Collected data entries
##########
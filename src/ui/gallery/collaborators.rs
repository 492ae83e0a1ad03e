// SPDX-License-Identifier: MPL-2.0
//! Rendering and platform collaborators for the gallery component.
//!
//! The component owns layout and interaction; everything it cannot decide
//! alone is injected here. Embedders swap in their own renderers to change
//! how media looks without touching gallery logic, and tests substitute
//! recording fakes to observe exactly what the component asked for.

use super::component::{Message, ViewEnv};
use crate::catalog::accept::ACCEPTED_EXTENSIONS;
use crate::catalog::MediaRecord;
use crate::ui::widgets::SizeProbe;
use iced::{Element, Size, Task};

/// Everything the item renderer gets to draw the featured surface.
pub struct FeaturedContext<'a> {
    /// The media record occupying the featured slot.
    pub record: &'a MediaRecord,
    /// Width most recently granted to the featured surface, or `-1.0`
    /// before the first measurement arrives.
    pub media_width: f32,
    /// Height most recently granted to the featured surface, or `-1.0`
    /// before the first measurement arrives.
    pub media_height: f32,
    /// Whether hover zoom is active for this render.
    pub zoom_on_hover: bool,
    /// Shared view environment.
    pub env: ViewEnv<'a>,
}

/// Everything the item renderer gets to draw one strip thumbnail.
pub struct ThumbnailContext<'a> {
    /// The media record this thumbnail represents.
    pub record: &'a MediaRecord,
    /// Whether this record currently occupies the featured slot.
    pub is_featured: bool,
    /// Shared view environment.
    pub env: ViewEnv<'a>,
}

/// Renders media content into the slots the gallery lays out.
pub trait ItemRenderer {
    /// Renders the featured surface for `context.record`.
    fn featured<'a>(&self, context: FeaturedContext<'a>) -> Element<'a, Message>;

    /// Renders a single thumbnail in the strip.
    fn thumbnail<'a>(&self, context: ThumbnailContext<'a>) -> Element<'a, Message>;

    /// Renders the display-mode surface shown when the media list is empty.
    fn empty<'a>(&self, env: ViewEnv<'a>) -> Element<'a, Message>;
}

/// Renders the editable-mode "add media" placeholder.
pub trait PlaceholderRenderer {
    /// Renders the placeholder that opens the file picker when pressed.
    fn add_media<'a>(&self, env: ViewEnv<'a>) -> Element<'a, Message>;
}

/// Wraps an element so its laid-out size is reported back to the component.
pub trait BoundsMeasurer {
    /// Wraps `content`; `on_resize` is published whenever the granted
    /// bounds change.
    fn measure<'a>(
        &self,
        content: Element<'a, Message>,
        on_resize: fn(Size) -> Message,
    ) -> Element<'a, Message>;
}

/// Production measurer backed by the [`SizeProbe`] widget.
pub struct ProbeMeasurer;

impl BoundsMeasurer for ProbeMeasurer {
    fn measure<'a>(
        &self,
        content: Element<'a, Message>,
        on_resize: fn(Size) -> Message,
    ) -> Element<'a, Message> {
        SizeProbe::new(content, on_resize).into()
    }
}

/// File-picker mount point for the editable gallery.
///
/// When absent, the add-media placeholder silently does nothing; there is
/// no dialog to open and nowhere for picked files to land.
#[derive(Debug, Clone)]
pub struct DropTarget {
    dialog_title: String,
    filter_name: String,
}

impl DropTarget {
    /// Creates a drop target with localized picker strings.
    pub fn new(dialog_title: impl Into<String>, filter_name: impl Into<String>) -> Self {
        Self {
            dialog_title: dialog_title.into(),
            filter_name: filter_name.into(),
        }
    }

    /// Returns a one-shot handle for opening the file picker.
    #[must_use]
    pub fn picker(&self) -> PickerHandle {
        PickerHandle {
            dialog_title: self.dialog_title.clone(),
            filter_name: self.filter_name.clone(),
        }
    }
}

/// One-shot handle that opens the native file picker.
#[derive(Debug, Clone)]
pub struct PickerHandle {
    dialog_title: String,
    filter_name: String,
}

impl PickerHandle {
    /// Extensions offered by the picker filter.
    #[must_use]
    pub fn extensions(&self) -> &'static [&'static str] {
        ACCEPTED_EXTENSIONS
    }

    /// Opens the native picker; resolves with the chosen paths or `None`
    /// when the dialog is cancelled.
    pub fn open(self) -> Task<Message> {
        Task::perform(
            async move {
                rfd::AsyncFileDialog::new()
                    .set_title(&self.dialog_title)
                    .add_filter(&self.filter_name, ACCEPTED_EXTENSIONS)
                    .pick_files()
                    .await
                    .map(|files| {
                        files
                            .into_iter()
                            .map(|file| file.path().to_path_buf())
                            .collect()
                    })
            },
            Message::PickerResolved,
        )
    }
}

/// The full set of collaborators the gallery renders through.
#[derive(Clone, Copy)]
pub struct Collaborators<'a> {
    /// Draws featured, thumbnail and empty-state media content.
    pub items: &'a dyn ItemRenderer,
    /// Draws the editable add-media placeholder.
    pub placeholder: &'a dyn PlaceholderRenderer,
    /// Reports the featured surface's granted bounds.
    pub measurer: &'a dyn BoundsMeasurer,
    /// File-picker mount point; `None` disables the picker.
    pub drop_target: Option<&'a DropTarget>,
    /// Grants or denies the admin frame around the featured surface.
    pub authorize: &'a dyn Fn() -> bool,
}

impl<'a> Collaborators<'a> {
    /// Collaborator set using the built-in renderers and measurer.
    pub fn standard(drop_target: Option<&'a DropTarget>, authorize: &'a dyn Fn() -> bool) -> Self {
        Self {
            items: &super::item::DefaultItemRenderer,
            placeholder: &super::placeholder::DefaultPlaceholder,
            measurer: &ProbeMeasurer,
            drop_target,
            authorize,
        }
    }
}
// =============================================================================
// Default Value Functions
// =============================================================================

fn default_theme_mode() -> ThemeMode {
    ThemeMode::System
}

fn default_thumbnail_size() -> Option<u16> {
    Some(DEFAULT_THUMBNAIL_SIZE)
}

fn default_allow_featured_hover() -> Option<bool> {
    Some(DEFAULT_ALLOW_FEATURED_HOVER)
}

fn default_admin() -> Option<bool> {
    Some(DEFAULT_ADMIN_ACCESS)
}

fn deserialize_theme_mode<'de, D>(deserializer: D) -> std::result::Result<ThemeMode, D::Error>
where
    D: serde::Deserializer<'de>,
{
    use serde::de::Error;

    let raw = String::deserialize(deserializer)?;
    match raw.to_lowercase().as_str() {
        "light" => Ok(ThemeMode::Light),
        "dark" => Ok(ThemeMode::Dark),
        "system" => Ok(ThemeMode::System),
        other => Err(D::Error::custom(format!("invalid theme_mode: {}", other))),
    }
}

// =============================================================================
// Config Path Resolution
// =============================================================================

/// Returns the config file path with an optional override.
fn get_config_path_with_override(base_dir: Option<PathBuf>) -> Option<PathBuf> {
    paths::get_app_config_dir_with_override(base_dir).map(|mut path| {
        path.push(CONFIG_FILE);
        path
    })
}

// =============================================================================
// Load Functions
// =============================================================================

/// Loads the configuration from the default path.
///
/// Returns a tuple of (config, optional_warning). If loading fails, returns
/// the default config with a notification key explaining what went wrong.
pub fn load() -> (Config, Option<String>) {
    load_with_override(None)
}

/// Loads the configuration from a custom directory.
pub fn load_with_override(base_dir: Option<PathBuf>) -> (Config, Option<String>) {
    if let Some(path) = get_config_path_with_override(base_dir) {
        if path.exists() {
            match load_from_path(&path) {
                Ok(config) => return (config, None),
                Err(_) => {
                    return (
                        Config::default(),
                        Some("notification-config-load-error".to_string()),
                    );
                }
            }
        }
    }
    (Config::default(), None)
}

/// Loads configuration from a specific path.
pub fn load_from_path(path: &Path) -> Result<Config> {
    let content = fs::read_to_string(path)?;
    let config: Config = toml::from_str(&content)?;
    Ok(config)
}

// =============================================================================
// Save Functions
// =============================================================================

/// Saves the configuration to the default path.
pub fn save(config: &Config) -> Result<()> {
    save_with_override(config, None)
}

/// Saves the configuration to a custom directory.
pub fn save_with_override(config: &Config, base_dir: Option<PathBuf>) -> Result<()> {
    if let Some(path) = get_config_path_with_override(base_dir) {
        return save_to_path(config, &path);
    }
    Ok(())
}

/// Saves configuration to a specific path.
pub fn save_to_path(config: &Config, path: &Path) -> Result<()> {
    if let Some(parent) = path.parent() {
        fs::create_dir_all(parent)?;
    }
    let content = toml::to_string_pretty(config).map_err(Error::from)?;
    fs::write(path, content)?;
    Ok(())
}

// =============================================================================
// Tests
// =============================================================================

#[cfg(test)]
mod tests {
    use super::*;
    use crate::error::Error;
    use tempfile::tempdir;

    #[test]
    fn save_and_load_round_trip_preserves_settings() {
        let config = Config {
            general: GeneralConfig {
                language: Some("fr".to_string()),
                theme_mode: ThemeMode::Light,
            },
            gallery: GalleryConfig {
                thumbnail_size: Some(128),
                allow_featured_hover: Some(true),
            },
            access: AccessConfig { admin: Some(true) },
        };
        let temp_dir = tempdir().expect("failed to create temp dir");
        let config_path = temp_dir.path().join("nested").join("settings.toml");

        save_to_path(&config, &config_path).expect("failed to save config");
        let loaded = load_from_path(&config_path).expect("failed to load config");

        assert_eq!(loaded.general.language, config.general.language);
        assert_eq!(loaded.general.theme_mode, config.general.theme_mode);
        assert_eq!(loaded.gallery.thumbnail_size, config.gallery.thumbnail_size);
        assert_eq!(
            loaded.gallery.allow_featured_hover,
            config.gallery.allow_featured_hover
        );
        assert_eq!(loaded.access.admin, config.access.admin);
    }

    #[test]
    fn load_from_path_invalid_toml_errors() {
        let temp_dir = tempdir().expect("failed to create temp dir");
        let config_path = temp_dir.path().join("settings.toml");
        fs::write(&config_path, "not = valid = toml").expect("failed to write invalid toml");

        match load_from_path(&config_path) {
            Err(Error::Config(message)) => assert!(message.contains("expected")),
            other => panic!("expected Config error, got {:?}", other),
        }
    }

    #[test]
    fn save_to_path_creates_parent_directories() {
        let temp_dir = tempdir().expect("failed to create temp dir");
        let config_path = temp_dir.path().join("deep").join("path").join("settings.toml");

        save_to_path(&Config::default(), &config_path).expect("save should create directories");
        assert!(config_path.exists());
    }

    #[test]
    fn default_config_has_expected_values() {
        let config = Config::default();
        assert_eq!(config.general.language, None);
        assert_eq!(config.general.theme_mode, ThemeMode::System);
        assert_eq!(config.gallery.thumbnail_size, Some(DEFAULT_THUMBNAIL_SIZE));
        assert_eq!(
            config.gallery.allow_featured_hover,
            Some(DEFAULT_ALLOW_FEATURED_HOVER)
        );
        assert_eq!(config.access.admin, Some(DEFAULT_ADMIN_ACCESS));
    }

    #[test]
    fn thumbnail_size_accessor_clamps_out_of_range_values() {
        let config = Config {
            gallery: GalleryConfig {
                thumbnail_size: Some(1000),
                ..GalleryConfig::default()
            },
            ..Config::default()
        };
        assert_eq!(config.thumbnail_size(), MAX_THUMBNAIL_SIZE);

        let config = Config {
            gallery: GalleryConfig {
                thumbnail_size: Some(1),
                ..GalleryConfig::default()
            },
            ..Config::default()
        };
        assert_eq!(config.thumbnail_size(), MIN_THUMBNAIL_SIZE);
    }

    #[test]
    fn accessors_fall_back_to_defaults_when_unset() {
        let config = Config {
            gallery: GalleryConfig {
                thumbnail_size: None,
                allow_featured_hover: None,
            },
            access: AccessConfig { admin: None },
            ..Config::default()
        };
        assert_eq!(config.thumbnail_size(), DEFAULT_THUMBNAIL_SIZE);
        assert_eq!(config.allow_featured_hover(), DEFAULT_ALLOW_FEATURED_HOVER);
        assert_eq!(config.admin_access(), DEFAULT_ADMIN_ACCESS);
    }

    #[test]
    fn save_with_override_and_load_with_override_round_trip() {
        let temp_dir = tempdir().expect("failed to create temp dir");
        let base_dir = temp_dir.path().to_path_buf();

        let config = Config {
            general: GeneralConfig {
                language: Some("de".to_string()),
                theme_mode: ThemeMode::Dark,
            },
            gallery: GalleryConfig {
                thumbnail_size: Some(64),
                allow_featured_hover: Some(true),
            },
            access: AccessConfig { admin: Some(true) },
        };

        save_with_override(&config, Some(base_dir.clone())).expect("save should succeed");

        let expected_path = base_dir.join("settings.toml");
        assert!(expected_path.exists(), "config file should exist");

        let (loaded, warning) = load_with_override(Some(base_dir));
        assert!(warning.is_none(), "load should succeed without warning");
        assert_eq!(loaded.general.language, Some("de".to_string()));
        assert_eq!(loaded.general.theme_mode, ThemeMode::Dark);
        assert_eq!(loaded.gallery.thumbnail_size, Some(64));
    }

    #[test]
    fn load_with_override_from_empty_directory_returns_default() {
        let temp_dir = tempdir().expect("failed to create temp dir");
        let base_dir = temp_dir.path().to_path_buf();

        let (config, warning) = load_with_override(Some(base_dir));
        assert!(warning.is_none(), "should not warn for missing file");
        assert_eq!(config, Config::default());
    }

    #[test]
    fn load_with_override_from_corrupted_file_returns_default_with_warning() {
        let temp_dir = tempdir().expect("failed to create temp dir");
        let base_dir = temp_dir.path().to_path_buf();

        let config_path = base_dir.join("settings.toml");
        fs::write(&config_path, "not = valid = toml").expect("write file");

        let (config, warning) = load_with_override(Some(base_dir));
        assert_eq!(
            warning,
            Some("notification-config-load-error".to_string()),
            "should warn about parse error"
        );
        assert_eq!(config, Config::default());
    }

    #[test]
    fn multiple_isolated_config_tests_dont_interfere() {
        let temp_dir_a = tempdir().expect("create temp dir A");
        let config_a = Config {
            general: GeneralConfig {
                language: Some("fr".to_string()),
                ..GeneralConfig::default()
            },
            ..Config::default()
        };
        save_with_override(&config_a, Some(temp_dir_a.path().to_path_buf()))
            .expect("save A should succeed");

        let temp_dir_b = tempdir().expect("create temp dir B");
        let config_b = Config {
            general: GeneralConfig {
                language: Some("es".to_string()),
                ..GeneralConfig::default()
            },
            ..Config::default()
        };
        save_with_override(&config_b, Some(temp_dir_b.path().to_path_buf()))
            .expect("save B should succeed");

        let (loaded_a, _) = load_with_override(Some(temp_dir_a.path().to_path_buf()));
        let (loaded_b, _) = load_with_override(Some(temp_dir_b.path().to_path_buf()));

        assert_eq!(loaded_a.general.language, Some("fr".to_string()));
        assert_eq!(loaded_b.general.language, Some("es".to_string()));
    }

    #[test]
    fn saved_config_uses_sectioned_format() {
        let temp_dir = tempdir().expect("failed to create temp dir");
        let config_path = temp_dir.path().join("settings.toml");

        save_to_path(&Config::default(), &config_path).expect("save config");

        let content = fs::read_to_string(&config_path).expect("read config");
        assert!(
            content.contains("[general]"),
            "should have [general] section"
        );
        assert!(
            content.contains("[gallery]"),
            "should have [gallery] section"
        );
        assert!(content.contains("[access]"), "should have [access] section");
    }

    #[test]
    fn sectioned_format_loads_correctly() {
        let temp_dir = tempdir().expect("failed to create temp dir");
        let config_path = temp_dir.path().join("settings.toml");

        let sectioned_content = r#"
[general]
language = "fr"
theme_mode = "light"

[gallery]
thumbnail_size = 128
allow_featured_hover = true

[access]
admin = true
"#;
        fs::write(&config_path, sectioned_content).expect("write sectioned config");

        let loaded = load_from_path(&config_path).expect("should load sectioned config");
        assert_eq!(loaded.general.language, Some("fr".to_string()));
        assert_eq!(loaded.general.theme_mode, ThemeMode::Light);
        assert_eq!(loaded.gallery.thumbnail_size, Some(128));
        assert_eq!(loaded.gallery.allow_featured_hover, Some(true));
        assert_eq!(loaded.access.admin, Some(true));
    }

    #[test]
    fn missing_sections_fall_back_to_defaults() {
        let temp_dir = tempdir().expect("failed to create temp dir");
        let config_path = temp_dir.path().join("settings.toml");

        fs::write(&config_path, "[general]\nlanguage = \"fr\"\n").expect("write config");

        let loaded = load_from_path(&config_path).expect("should load partial config");
        assert_eq!(loaded.general.language, Some("fr".to_string()));
        assert_eq!(loaded.gallery, GalleryConfig::default());
        assert_eq!(loaded.access, AccessConfig::default());
    }

    #[test]
    fn theme_mode_parsing_is_case_insensitive() {
        let temp_dir = tempdir().expect("failed to create temp dir");
        let config_path = temp_dir.path().join("settings.toml");

        fs::write(&config_path, "[general]\ntheme_mode = \"DARK\"\n").expect("write config");

        let loaded = load_from_path(&config_path).expect("should load config");
        assert_eq!(loaded.general.theme_mode, ThemeMode::Dark);
    }

    #[test]
    fn invalid_theme_mode_errors() {
        let temp_dir = tempdir().expect("failed to create temp dir");
        let config_path = temp_dir.path().join("settings.toml");

        fs::write(&config_path, "[general]\ntheme_mode = \"sepia\"\n").expect("write config");

        match load_from_path(&config_path) {
            Err(Error::Config(message)) => assert!(message.contains("invalid theme_mode")),
            other => panic!("expected Config error, got {:?}", other),
        }
    }
}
##########
• Aim of the task
The answer should consist of all lines from the records above that hold the word "ProbeMeasurer".

• Output below
pub struct ProbeMeasurer;
impl BoundsMeasurer for ProbeMeasurer {
            measurer: &ProbeMeasurer,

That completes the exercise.